Saved entries
++++++++

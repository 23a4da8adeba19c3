use std::sync::Arc;

use invcache_matrix::{GaussJordan, InvertOptions, Inverter, Matrix};
use parking_lot::Mutex;
use rayon::prelude::*;
use serde::Serialize;
use tracing::{debug, warn};

use crate::config::LockStrategy;
use crate::error::CacheError;
use crate::registry::{Slot, SlotId, SlotRegistry};

/// How a successful solve was served.
#[derive(Debug, Clone, Copy, PartialEq, Eq, Serialize)]
#[serde(rename_all = "kebab-case")]
pub enum Lookup {
    Hit,
    /// Computed and cached.
    Computed,
    /// Computed, but the matrix was replaced mid-computation so the result
    /// was not cached.
    Uncached,
    /// Computed, but a concurrent solve cached the same matrix's inverse
    /// first. The cached value is returned and this result is dropped.
    Superseded,
}

#[derive(Debug, Clone, PartialEq)]
pub struct Solved {
    pub inverse: Matrix,
    pub lookup: Lookup,
}

/// Returns the slot's inverse, computing and caching it on a miss.
///
/// A hit returns the cached value as stored. A miss on a slot without a
/// matrix fails with [`CacheError::NoMatrixSet`] and does not call the
/// inverter. Inversion failures are returned as
/// [`CacheError::InversionFailed`] and leave the cache empty.
pub fn cache_solve<I>(
    registry: &SlotRegistry,
    id: SlotId,
    inverter: &I,
    options: &InvertOptions,
) -> Result<Matrix, CacheError>
where
    I: Inverter + ?Sized,
{
    cache_solve_outcome(registry, id, inverter, options).map(|solved| solved.inverse)
}

pub fn cache_solve_outcome<I>(
    registry: &SlotRegistry,
    id: SlotId,
    inverter: &I,
    options: &InvertOptions,
) -> Result<Solved, CacheError>
where
    I: Inverter + ?Sized,
{
    let slot = registry.slot(id)?;
    match registry.config().lock_strategy {
        LockStrategy::UnderLock => solve_under_lock(registry, id, &slot, inverter, options),
        LockStrategy::Optimistic => solve_optimistic(registry, id, &slot, inverter, options),
    }
}

/// Solves each id in parallel; results come back in the order of `ids`.
pub fn cache_solve_many<I>(
    registry: &SlotRegistry,
    ids: &[SlotId],
    inverter: &I,
    options: &InvertOptions,
) -> Vec<Result<Matrix, CacheError>>
where
    I: Inverter + ?Sized,
{
    ids.par_iter()
        .map(|&id| cache_solve(registry, id, inverter, options))
        .collect()
}

fn solve_under_lock<I>(
    registry: &SlotRegistry,
    id: SlotId,
    slot: &Mutex<Slot>,
    inverter: &I,
    options: &InvertOptions,
) -> Result<Solved, CacheError>
where
    I: Inverter + ?Sized,
{
    let mut guard = slot.lock();
    if let Some(inverse) = guard.inverse() {
        return Ok(hit(registry, id, inverse));
    }
    registry.metrics().record_miss();

    let matrix = guard.matrix().ok_or(CacheError::NoMatrixSet(id))?;
    let inverse = compute(registry, id, matrix, inverter, options)?;
    guard.store_inverse(inverse.clone());
    debug!(slot = %id, "inverse cached");
    Ok(Solved {
        inverse,
        lookup: Lookup::Computed,
    })
}

fn solve_optimistic<I>(
    registry: &SlotRegistry,
    id: SlotId,
    slot: &Mutex<Slot>,
    inverter: &I,
    options: &InvertOptions,
) -> Result<Solved, CacheError>
where
    I: Inverter + ?Sized,
{
    let (matrix, generation) = {
        let guard = slot.lock();
        if let Some(inverse) = guard.inverse() {
            return Ok(hit(registry, id, inverse));
        }
        registry.metrics().record_miss();
        let matrix = guard.matrix().ok_or(CacheError::NoMatrixSet(id))?;
        (matrix.clone(), guard.generation())
    };

    let inverse = compute(registry, id, &matrix, inverter, options)?;

    let mut guard = slot.lock();
    if guard.generation() != generation {
        registry.metrics().record_discarded();
        warn!(
            slot = %id,
            generation,
            current = guard.generation(),
            "matrix replaced during inversion; result not cached"
        );
        return Ok(Solved {
            inverse,
            lookup: Lookup::Uncached,
        });
    }

    // A concurrent solve of the same matrix may have finished first; keep its
    // value so every caller sees the same cached inverse.
    if let Some(existing) = guard.inverse() {
        registry.metrics().record_discarded();
        debug!(slot = %id, generation, "inverse already cached by another solve");
        return Ok(Solved {
            inverse: existing.clone(),
            lookup: Lookup::Superseded,
        });
    }

    guard.store_inverse(inverse.clone());
    debug!(slot = %id, generation, "inverse cached");
    Ok(Solved {
        inverse,
        lookup: Lookup::Computed,
    })
}

fn hit(registry: &SlotRegistry, id: SlotId, inverse: &Matrix) -> Solved {
    registry.metrics().record_hit();
    debug!(slot = %id, "cache hit");
    Solved {
        inverse: inverse.clone(),
        lookup: Lookup::Hit,
    }
}

fn compute<I>(
    registry: &SlotRegistry,
    id: SlotId,
    matrix: &Matrix,
    inverter: &I,
    options: &InvertOptions,
) -> Result<Matrix, CacheError>
where
    I: Inverter + ?Sized,
{
    debug!(slot = %id, rows = matrix.rows(), cols = matrix.cols(), "cache miss; inverting");
    match inverter.invert(matrix, options) {
        Ok(inverse) => {
            registry.metrics().record_computation();
            Ok(inverse)
        }
        Err(source) => {
            registry.metrics().record_failure();
            debug!(slot = %id, error = %source, "inversion failed");
            Err(CacheError::InversionFailed { slot: id, source })
        }
    }
}

/// A registry paired with the inverter and options used to fill it.
pub struct CacheSolver {
    registry: Arc<SlotRegistry>,
    inverter: Box<dyn Inverter>,
    options: InvertOptions,
}

impl CacheSolver {
    /// Uses [`GaussJordan`] with the registry's configured invert options.
    pub fn new(registry: Arc<SlotRegistry>) -> Self {
        Self::with_inverter(registry, GaussJordan)
    }

    pub fn with_inverter(registry: Arc<SlotRegistry>, inverter: impl Inverter + 'static) -> Self {
        let options = registry.config().invert;
        Self {
            registry,
            inverter: Box::new(inverter),
            options,
        }
    }

    pub fn registry(&self) -> &Arc<SlotRegistry> {
        &self.registry
    }

    pub fn create_slot(&self, initial: Option<Matrix>) -> SlotId {
        self.registry.create_slot(initial)
    }

    pub fn set_matrix(&self, id: SlotId, matrix: Matrix) -> Result<(), CacheError> {
        self.registry.set_matrix(id, matrix)
    }

    pub fn solve(&self, id: SlotId) -> Result<Matrix, CacheError> {
        cache_solve(&self.registry, id, self.inverter.as_ref(), &self.options)
    }

    pub fn solve_outcome(&self, id: SlotId) -> Result<Solved, CacheError> {
        cache_solve_outcome(&self.registry, id, self.inverter.as_ref(), &self.options)
    }

    pub fn solve_many(&self, ids: &[SlotId]) -> Vec<Result<Matrix, CacheError>> {
        cache_solve_many(&self.registry, ids, self.inverter.as_ref(), &self.options)
    }
}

++++++++

Give back, exactly as written, the stretch from the line with "registry.metrics().record_failure();" through the line with "self.registry.create_slot(initial)", and no other lines from the records above.

Exercise response →
            registry.metrics().record_failure();
            debug!(slot = %id, error = %source, "inversion failed");
            Err(CacheError::InversionFailed { slot: id, source })
        }
    }
}

/// A registry paired with the inverter and options used to fill it.
pub struct CacheSolver {
    registry: Arc<SlotRegistry>,
    inverter: Box<dyn Inverter>,
    options: InvertOptions,
}

impl CacheSolver {
    /// Uses [`GaussJordan`] with the registry's configured invert options.
    pub fn new(registry: Arc<SlotRegistry>) -> Self {
        Self::with_inverter(registry, GaussJordan)
    }

    pub fn with_inverter(registry: Arc<SlotRegistry>, inverter: impl Inverter + 'static) -> Self {
        let options = registry.config().invert;
        Self {
            registry,
            inverter: Box::new(inverter),
            options,
        }
    }

    pub fn registry(&self) -> &Arc<SlotRegistry> {
        &self.registry
    }

    pub fn create_slot(&self, initial: Option<Matrix>) -> SlotId {
        self.registry.create_slot(initial)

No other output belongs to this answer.